We just keep our bucks in with the girls, so I am not an expert on bringing the doe to the buck. I am thinking she saw the doe in heat and took her to the buck, and she kept them together for either a few hours to a couple days,but then to be sure she waited 21 days and did it again, the buck would act interested, but that does't mean she stood the 2nd time, because if she was already pregnant she wouldn't come back into heat and she wouldn't stand still for him. But the bucks will try their best. She should now if she actually was in standing heat, but maybe she can't remember, maybe she just put the doe in for a couple days and wasn't watching, hard to say. 

NOw did she mean she kept the doe in with the buck for the entire time frame to cover two possible heat cycles, so atleast 21 days. I don't think this is what you mean or she means, but that is another option.

Keep in mind a doe can kid between 145 and 155 days of gestation, so there already is a range for the possible due date.


----------



## oakmarsh nigerians (Mar 17, 2011)

I'm sure she only kept her in the barn with the buck on two occasions for a few days. That's why I was so confused (being new to this), when she didn't initially mention the first "date" they had. The doe (and her udder) is big enough now that I wouldn't be surprised to see babies sooner rather than later. May 4th was scaring me, given the size of things lately.

The other little doe is just the opposite. Tiny little thing with NO udder, but I have felt movement in front of where it would be IF she had one! She's due supposedly at the same time. She really doesn't even look like she's expecting, but I was told that's how she has been the other two times also.


This will be an adventure, and I'm hoping for ALL bucks except one (isn't that the correct way to wish with these girls?)

I'll be happy with any truthfully. The doe who looks like she's carrying multiples is bred to a 10 year old buck. He may not have many more boys, after this year.


----------



## oakmarsh nigerians (Mar 17, 2011)

This doe with the nice udder is legally Kids Corral FF Accuracy, she's bred to MCH Caesars Villa FL Brat in the Barn. So, these babies will make Kate a Grandma again, since the FF stands for Fire Flame!

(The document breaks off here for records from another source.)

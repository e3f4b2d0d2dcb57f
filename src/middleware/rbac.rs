// src/middleware/rbac.rs

use axum::extract::{FromRef, FromRequestParts};
use axum::http::request::Parts;
use std::marker::PhantomData;

use crate::{
    common::error::{ApiError, AppError},
    config::AppState,
    middleware::{auth::AuthenticatedUser, i18n::Locale},
    models::auth::Role,
};

/// Ações protegidas por papel.
#[derive(Debug, Clone, Copy, PartialEq, Eq)]
pub enum Action {
    // Iniciar, salvar checklist, concluir, checklist editável
    ManageInspections,
    // Listagens e detalhes sem restrição de solicitante
    ViewAllInspections,
    RequestInspection,
    AttachInspectionPhoto,
    ManageProperties,
    ViewProperties,
    ManageContracts,
    ViewContracts,
    ViewFinancialOverview,
    // Enviar comprovante de qualquer cobrança (não só as próprias)
    UploadAnyPaymentProof,
}

#[derive(Debug, Clone, Copy, PartialEq, Eq)]
pub enum Decision {
    Allow,
    // Chave i18n do motivo
    Deny(&'static str),
}

/// Política única de acesso por papel.
pub fn authorize(role: Role, action: Action) -> Decision {
    use Action::*;

    let gestor_only = matches!(action, ManageInspections | ViewFinancialOverview | UploadAnyPaymentProof);
    let staff_only = matches!(
        action,
        ViewAllInspections | ManageProperties | ManageContracts | ViewContracts
    );

    match role {
        Role::Gestor => Decision::Allow,
        _ if gestor_only => Decision::Deny("policy.requires_gestor"),
        Role::Sindico => Decision::Allow,
        Role::Morador if staff_only => Decision::Deny("policy.requires_staff"),
        Role::Morador => Decision::Allow,
    }
}

impl Decision {
    pub fn into_result(self) -> Result<(), AppError> {
        match self {
            Decision::Allow => Ok(()),
            Decision::Deny(reason) => Err(AppError::Forbidden(reason)),
        }
    }
}

pub fn ensure(role: Role, action: Action) -> Result<(), AppError> {
    authorize(role, action).into_result()
}

/// O Trait que liga um tipo-marcador a uma ação da política
pub trait PermissionDef: Send + Sync + 'static {
    fn action() -> Action;
}

/// Extractor que barra a requisição antes do handler quando o papel não tem acesso.
/// Quando passa, entrega o usuário já autorizado.
pub struct RequirePermission<T> {
    pub user: AuthenticatedUser,
    _marker: PhantomData<T>,
}

impl<T, S> FromRequestParts<S> for RequirePermission<T>
where
    T: PermissionDef,
    S: Send + Sync,
    AppState: FromRef<S>,
{
    type Rejection = ApiError;

    async fn from_request_parts(parts: &mut Parts, state: &S) -> Result<Self, Self::Rejection> {
        let user = AuthenticatedUser::from_request_parts(parts, state).await?;

        ensure(user.role, T::action()).map_err(|e| {
            let app_state = AppState::from_ref(state);
            let locale = Locale::from_headers(&parts.headers);
            tracing::warn!(user_id = %user.id, action = ?T::action(), "Acesso negado");
            e.to_api_error(&locale, &app_state.i18n_store)
        })?;

        Ok(RequirePermission {
            user,
            _marker: PhantomData,
        })
    }
}

// ---
// DEFINIÇÃO DAS PERMISSÕES (TIPOS)
// ---

pub struct PermManageInspections;
impl PermissionDef for PermManageInspections {
    fn action() -> Action { Action::ManageInspections }
}

pub struct PermManageProperties;
impl PermissionDef for PermManageProperties {
    fn action() -> Action { Action::ManageProperties }
}

pub struct PermViewProperties;
impl PermissionDef for PermViewProperties {
    fn action() -> Action { Action::ViewProperties }
}

pub struct PermManageContracts;
impl PermissionDef for PermManageContracts {
    fn action() -> Action { Action::ManageContracts }
}

pub struct PermViewContracts;
impl PermissionDef for PermViewContracts {
    fn action() -> Action { Action::ViewContracts }
}

#[cfg(test)]
mod tests {
    use super::*;
    use Action::*;

    const ALL: [Action; 10] = [
        ManageInspections,
        ViewAllInspections,
        RequestInspection,
        AttachInspectionPhoto,
        ManageProperties,
        ViewProperties,
        ManageContracts,
        ViewContracts,
        ViewFinancialOverview,
        UploadAnyPaymentProof,
    ];

    #[test]
    fn gestor_may_do_everything() {
        for action in ALL {
            assert_eq!(authorize(Role::Gestor, action), Decision::Allow, "{action:?}");
        }
    }

    #[test]
    fn sindico_cannot_run_inspections_or_see_overview() {
        assert_eq!(
            authorize(Role::Sindico, ManageInspections),
            Decision::Deny("policy.requires_gestor")
        );
        assert_eq!(
            authorize(Role::Sindico, ViewFinancialOverview),
            Decision::Deny("policy.requires_gestor")
        );
        assert_eq!(authorize(Role::Sindico, ViewAllInspections), Decision::Allow);
        assert_eq!(authorize(Role::Sindico, ManageContracts), Decision::Allow);
    }

    #[test]
    fn morador_is_limited_to_own_records() {
        assert_eq!(
            authorize(Role::Morador, ManageInspections),
            Decision::Deny("policy.requires_gestor")
        );
        assert_eq!(
            authorize(Role::Morador, ViewAllInspections),
            Decision::Deny("policy.requires_staff")
        );
        assert_eq!(
            authorize(Role::Morador, ManageProperties),
            Decision::Deny("policy.requires_staff")
        );
        assert_eq!(authorize(Role::Morador, RequestInspection), Decision::Allow);
        assert_eq!(authorize(Role::Morador, AttachInspectionPhoto), Decision::Allow);
        assert_eq!(authorize(Role::Morador, ViewProperties), Decision::Allow);
    }

    #[test]
    fn denial_becomes_forbidden_error() {
        let err = ensure(Role::Morador, ManageContracts).unwrap_err();
        assert!(matches!(err, AppError::Forbidden("policy.requires_staff")));
    }
}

This little Girl is Suthrn Charm, and she's bred (we think) to a Tsuga grandson. I think she is bred, since she's not appeared to have gone into heat since.


----------



## julieq (Mar 17, 2011)

We give our ND does grain morning and night, about 1/2 a lb each, year round (COB with molasses).  To this we add Supergain supplement, with vitamins, minerals and probiotics in the morning grain.    If they're milking then they get fed grain on the milk stand, actually challenge feeding, which means as much as they want while we're milking.  They have free choice alfalfa hay, Golden Blend minerals and baking soda free choice.


----------



## oakmarsh nigerians (Mar 17, 2011)

Thank you, Julie! It sounds as if your grain is very similar to what I have. The gentleman who owns the mill has his degree from NC State, and developed the "natural" blend. The tag even says he's allowed for the probios, etc. His goats must eat more slowly than these girls do, is all I can imagine. Although, the past two weeks they've pretty much inhaled everything offered. Now that it's getting warmer, I'm having to replenish the water more frequently also.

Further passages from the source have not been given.